Bottom line: Carbohydrates as a class are not something to avoid at all costs, but certain populations should steer clear of certain carbohydrates. People with any level of gluten-sensitivity or intolerance should avoid carbohydrate-rich grains such as wheat and rye, and all the products that contain them (pasta, dough, cereals, baked goods, bread, and many processed snack foods).
That said, there’s a whole lot of healthy produce that contain carbohydrates and are tolerated by most people perfectly fine! Many vegetables and fruits have varying levels of carbohydrates and are good sources of fiber, vitamins and other nutrients. We should all absolutely aim to get these types of carbs into our diets. Fiber-rich veggies will actually help us lose weight by enhancing our elimination pathways in the large intestine, and help bulk up our stool for easier and more regular bowel movements. In addition, fiber helps regulate blood sugar and potential metabolic issues such as insulin sensitivity.
The most important tip to maintaining a healthy weight and optimal health is not avoiding carbs like the plague, but opting for the right carbs for your body. Additionally, I can’t stress enough one other factor when it comes to reaching one’s goal weight: mindful eating! As simple as it sounds, slowing down and consciously tuning in to the act of eating does wonders for enhancing our digestion and absorption.

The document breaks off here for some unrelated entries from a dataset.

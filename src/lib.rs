//! # lanefuse - Batched Lane-Graph Fusion for Trajectory Forecasting
//!
//! A motion forecasting engine that fuses traffic-actor features with a
//! vectorized road-lane graph:
//! - **Batch assembly**: merges variably-sized per-scene actor sets and
//!   lane graphs into one batch with offset-corrected edges
//! - **Sparse distance attention**: distance-gated cross-set attention used
//!   for actor-to-map, map-to-actor and actor-to-actor passes
//! - **Multi-scale graph convolution**: residual multi-relation convolution
//!   over the lane graph at several hop scales
//! - **Fusion cycle**: the four-pass actor/map fusion sequence
//! - **Prediction head**: multi-modal trajectory decoding with per-mode
//!   confidence and per-step uncertainty
//! - **Prediction loss**: uncertainty-weighted covariance likelihood loss
//!
//! ## Quick Start
//!
//! ```rust,no_run
//! use lanefuse::core::config::ModelConfig;
//! use lanefuse::pipeline::FusionPipeline;
//!
//! let pipeline = FusionPipeline::new(ModelConfig::default()).unwrap();
//! ```

pub mod core;
pub mod fusion;
pub mod graph;
pub mod nn;
pub mod pipeline;
pub mod prediction;

pub use crate::core::error::{Error, Result};
//! Error types for lanefuse.

use thiserror::Error;

/// Result type alias for lanefuse operations.
pub type Result<T> = std::result::Result<T, Error>;

/// Errors that can occur in lanefuse operations.
#[derive(Error, Debug)]
pub enum Error {
    // Configuration errors
    #[error("invalid configuration: {0}")]
    InvalidConfig(String),

    // Batch assembly errors
    #[error("scene {scene}: {detail}")]
    SceneShapeMismatch { scene: usize, detail: String },

    #[error("scene {scene}: expected {expected} relation scales, got {actual}")]
    ScaleCountMismatch {
        scene: usize,
        expected: usize,
        actual: usize,
    },

    #[error("scene {scene}: {relation} edge index {index} out of range for {num_nodes} lane nodes")]
    EdgeIndexOutOfRange {
        scene: usize,
        relation: String,
        index: usize,
        num_nodes: usize,
    },

    // Encoder seam errors
    #[error("actor encoder returned width {actual}, expected {expected}")]
    EncoderWidthMismatch { expected: usize, actual: usize },

    #[error("actor encoder returned {actual} embeddings for {expected} actors")]
    EncoderCountMismatch { expected: usize, actual: usize },

    // Loss input errors
    #[error("loss input mismatch: {0}")]
    LossInputMismatch(String),

    // Serialization errors
    #[error("serialization error: {0}")]
    SerializationError(String),
}

impl From<serde_json::Error> for Error {
    fn from(err: serde_json::Error) -> Self {
        Error::SerializationError(err.to_string())
    }
}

Moreover, if you’re the one preparing the food (or at least present during the preparation while your partner or friend does the chopping and prepping), you get to signal to your brain and body that food is in your near future! In other words, your sense of smell and anticipation for the coming meal will encourage pre-digestive processes such as enzyme secretion in the salivary glands, liver and gallbladder. Then, when you sit down (note: NOT eat on the go!), and savor each morsel, and chew each bite thoroughly (chew your food til it’s liquid, as the saying goes) – you enjoy your food more, and often end up eating less! Often, saying a prayer or giving gratitude for the meal you’re about to receive also goes a long way to mindfulness and healthiness, as well as overall happiness.